Выбрать главу

– Спросите сами себя, о мужи и жены флорентийские: для чего Господь движет на нас ныне французское полчище? Для того, чтобы показать нам, что город наш позабыл о вести Христовой. Что город наш ослеплен блеском фальшивого золота, ибо поставил ученость превыше благочестия, а мнимую мудрость язычников – превыше слова Божия.

Когда нас снова накрыла эта волна гнева, по церкви разнесся низкий стон людских голосов, как некий хор отчаяния.

– «Обратитесь к моему обличению. „…И вы отвергли все мои советы, и обличений моих не приняли“, говорит Господь. За то я и посмеюсь вашей погибели; порадуюсь, когда придет на вас ужас, как буря, и беда, как вихрь… Тогда позовут меня, а я не услышу.»[12] О, Флоренция! Когда же отверзнешь ты свои очи и вернешься на пути Божий?

Стон сделался громче. Я даже услышала, как у Луки заклокотало в горле. И снова поглядела на того мужчину. Он не слушал Савонаролу, Он все еще смотрел на меня.

12

Четырьмя днями позднее изувеченные тела тех мужчины и женщины нашли за пределами городских стен, в оливковой роще вблизи дороги между Флоренцией и деревней Импрунета.

Жара стояла так долго, что люди уже начинали бояться засухи и гибели урожая, и решено было пройти крестным ходом и доставить в город, для молитв и для богослужения, чудотворную статую Пресвятой Девы Импрунетской. Если Господь и осерчал на Флоренцию, то, быть может, он прислушается к заступничеству Пресвятой. Но так как шествие становилось все более многолюдным, по мере приближения к городским воротам вбирая все больше народу, то оно стало веером расходиться по окрестным полям. Так и получилось, что один мальчик очутился у края виноградника и там набрел на окровавленные трупы под лозами. Будь я на месте отца на заседании Совета, я бы, наверное, спросила, что за болван позволил перевезти тела в столь приметное место, – но никто, разумеется, ничего не сказал.

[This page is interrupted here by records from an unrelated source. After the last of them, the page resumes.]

//! Train/test/holdout partitioning by replicate group.
//!
//! Cells imaged on the same plate map are strongly correlated, so the
//! holdout partition is built from whole replicate groups chosen at random.
//! The remaining rows are split into train and test with a label-stratified
//! random draw. The assignment is persisted as an index table keyed by
//! `(index, label)`.

use crate::config::{DatasetConfig, SplitConfig};
use crate::error::{ProcessingError, Result, ResultExt};
use crate::loader::read_delimited;
use crate::utils::{index_values, string_values, take_rows, unique_in_order};
use polars::prelude::*;
use rand::prelude::*;
use serde::{Deserialize, Serialize};
use std::collections::{BTreeMap, HashMap, HashSet};
use std::fmt;
use std::fs::File;
use std::path::Path;
use std::str::FromStr;
use tracing::{debug, info};

/// Name of the row index column in the split index table.
pub const SPLIT_INDEX_COLUMN: &str = "index";

/// Name of the partition label column in the split index table.
pub const SPLIT_LABEL_COLUMN: &str = "label";

/// Partition a row belongs to.
#[derive(Debug, Clone, Copy, PartialEq, Eq, Hash, PartialOrd, Ord, Serialize, Deserialize)]
#[serde(rename_all = "snake_case")]
pub enum DataSplit {
    Train,
    Test,
    Holdout,
}

impl DataSplit {
    /// Returns the label written to the split index table.
    pub fn as_str(&self) -> &'static str {
        match self {
            Self::Train => "train",
            Self::Test => "test",
            Self::Holdout => "holdout",
        }
    }

    /// All partitions in canonical order.
    pub fn all() -> [DataSplit; 3] {
        [Self::Train, Self::Test, Self::Holdout]
    }
}

impl fmt::Display for DataSplit {
    fn fmt(&self, f: &mut fmt::Formatter<'_>) -> fmt::Result {
        f.write_str(self.as_str())
    }
}

impl FromStr for DataSplit {
    type Err = ProcessingError;

    fn from_str(s: &str) -> Result<Self> {
        match s.trim() {
            "train" => Ok(Self::Train),
            "test" => Ok(Self::Test),
            "holdout" => Ok(Self::Holdout),
            other => Err(ProcessingError::InvalidData(format!(
                "unknown data split label '{other}'"
            ))),
        }
    }
}

/// One row of the split index table.
#[derive(Debug, Clone, Copy, PartialEq, Eq, Serialize, Deserialize)]
pub struct SplitEntry {
    pub index: i64,
    pub split: DataSplit,
}

/// Row index → partition assignment.
#[derive(Debug, Clone, Default, PartialEq, Serialize, Deserialize)]
pub struct SplitIndex {
    entries: Vec<SplitEntry>,
}

impl SplitIndex {
    pub fn new(entries: Vec<SplitEntry>) -> Self {
        Self { entries }
    }

    pub fn entries(&self) -> &[SplitEntry] {
        &self.entries
    }

    pub fn len(&self) -> usize {
        self.entries.len()
    }

    pub fn is_empty(&self) -> bool {
        self.entries.is_empty()
    }

    /// Row indexes assigned to `split`, in table order.
    pub fn indexes_for(&self, split: DataSplit) -> Vec<i64> {
        self.entries
            .iter()
            .filter(|entry| entry.split == split)
            .map(|entry| entry.index)
            .collect()
    }

    /// Distinct partitions in first-seen order.
    pub fn labels(&self) -> Vec<DataSplit> {
        let mut seen = HashSet::new();
        self.entries
            .iter()
            .map(|entry| entry.split)
            .filter(|split| seen.insert(*split))
            .collect()
    }

    /// Number of rows per partition.
    pub fn counts(&self) -> BTreeMap<DataSplit, usize> {
        let mut counts = BTreeMap::new();
        for entry in &self.entries {
            *counts.entry(entry.split).or_insert(0) += 1;
        }
        counts
    }

    pub fn to_dataframe(&self) -> Result<DataFrame> {
        let indexes: Vec<i64> = self.entries.iter().map(|e| e.index).collect();
        let labels: Vec<&str> = self.entries.iter().map(|e| e.split.as_str()).collect();
        Ok(df![
            SPLIT_INDEX_COLUMN => indexes,
            SPLIT_LABEL_COLUMN => labels,
        ]?)
    }

    /// Write the index table as TSV, creating parent directories.
    pub fn write_tsv(&self, path: impl AsRef<Path>) -> Result<()> {
        let path = path.as_ref();
        if let Some(parent) = path.parent().filter(|p| !p.as_os_str().is_empty()) {
            std::fs::create_dir_all(parent)?;
        }

        let mut df = self.to_dataframe()?;
        let mut file = File::create(path)?;
        CsvWriter::new(&mut file)
            .include_header(true)
            .with_separator(b'\t')
            .finish(&mut df)
            .context(format!("Failed to write '{}'", path.display()))?;

        info!("Split index written to: {}", path.display());
        Ok(())
    }

    /// Read an index table previously written by [`SplitIndex::write_tsv`].
    pub fn read_tsv(path: impl AsRef<Path>) -> Result<Self> {
        let df = read_delimited(path.as_ref(), b'\t')?;
        let indexes = index_values(&df, SPLIT_INDEX_COLUMN)?;
        let labels = string_values(&df, SPLIT_LABEL_COLUMN)?;

        let entries = indexes
            .into_iter()
            .zip(labels)
            .map(|(index, label)| {
                Ok(SplitEntry {
                    index,
                    split: label.parse()?,
                })
            })
            .collect::<Result<Vec<_>>>()?;

        Ok(Self { entries })
    }
}

/// Pick `n_groups` distinct replicate groups at random.
pub fn select_holdout_groups(
    df: &DataFrame,
    replicate_column: &str,
    n_groups: usize,
    rng: &mut StdRng,
) -> Result<Vec<String>> {
    let groups = unique_in_order(&string_values(df, replicate_column)?);
    if n_groups > groups.len() {
        return Err(ProcessingError::InvalidConfig(format!(
            "cannot hold out {n_groups} replicate groups, table has only {}",
            groups.len()
        )));
    }

    Ok(groups.choose_multiple(rng, n_groups).cloned().collect())
}

/// Assign every row of the table to train, test or holdout.
///
/// All rows of a selected replicate group land in holdout; the remaining
/// rows are split per label so each class keeps roughly `test_fraction` of
/// its rows in test.
pub fn partition(
    df: &DataFrame,
    dataset: &DatasetConfig,
    config: &SplitConfig,
) -> Result<SplitIndex> {
    let indexes = index_values(df, &dataset.index_column)?;
    let labels = string_values(df, &dataset.label_column)?;
    let groups = string_values(df, &dataset.replicate_column)?;

    let mut rng = StdRng::seed_from_u64(config.seed);
    let holdout: HashSet<String> =
        select_holdout_groups(df, &dataset.replicate_column, config.holdout_groups, &mut rng)
            .context("While selecting holdout groups")?
            .into_iter()
            .collect();
    debug!("Holdout replicate groups: {:?}", holdout);

    let mut assignment: Vec<DataSplit> = vec![DataSplit::Train; indexes.len()];
    let mut by_label: BTreeMap<&str, Vec<usize>> = BTreeMap::new();
    for (position, group) in groups.iter().enumerate() {
        if holdout.contains(group) {
            assignment[position] = DataSplit::Holdout;
        } else {
            by_label
                .entry(labels[position].as_str())
                .or_default()
                .push(position);
        }
    }

    for positions in by_label.values_mut() {
        positions.shuffle(&mut rng);
        let n_test = (positions.len() as f64 * config.test_fraction).round() as usize;
        for &position in positions.iter().take(n_test) {
            assignment[position] = DataSplit::Test;
        }
    }

    let split_index = SplitIndex::new(
        indexes
            .into_iter()
            .zip(assignment)
            .map(|(index, split)| SplitEntry { index, split })
            .collect(),
    );

    info!("Partition sizes: {:?}", split_index.counts());
    Ok(split_index)
}

/// Rows of the feature table belonging to one partition, in index-table order.
///
/// The feature table's index column must be unique.
pub fn get_dataset(
    features: &DataFrame,
    split_index: &SplitIndex,
    split: DataSplit,
    dataset: &DatasetConfig,
) -> Result<DataFrame> {
    let mut positions_by_index: HashMap<i64, usize> = HashMap::new();
    for (position, index) in index_values(features, &dataset.index_column)?
        .into_iter()
        .enumerate()
    {
        if positions_by_index.insert(index, position).is_some() {
            return Err(ProcessingError::InvalidData(format!(
                "index {index} appears more than once in column '{}'",
                dataset.index_column
            )));
        }
    }

    let positions = split_index
        .indexes_for(split)
        .into_iter()
        .map(|index| {
            positions_by_index.get(&index).copied().ok_or_else(|| {
                ProcessingError::InvalidData(format!(
                    "split index {index} is not present in the feature table"
                ))
            })
        })
        .collect::<Result<Vec<_>>>()?;

    take_rows(features, &positions)
}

Поскольку преступление произошло за городскими стенами, это как бы не касалось самой Флоренции, и потому на площади Синьории не звучало никаких воззваний и проклятий. И все же весть об убийствах разнеслась повсюду как чума. Убитая женщина была проституткой, а мужчина – ее гостем. Их трупы смердели, раны кишели личинками мух. Брезгливостью наш город никогда не страдал. Если бы ту женщину судили за распутство, то добрая толпа собралась бы поглядеть, как ей отрезают нос. Те же самые люди, наверное, и раньше видели человеческие внутренности, выпущенные во имя справедливости, однако столь кощунственное насилие обожгло души людей, и в них эхом отозвались мрачные пророчества Монаха. Кто же мог сотворить такое? Это было столь гнусное деяние, что проще было истолковать его как возмездие: будто сам дьявол выбрался из ада и принялся рыскать по улицам, чтобы до срока затребовать обреченные ему души.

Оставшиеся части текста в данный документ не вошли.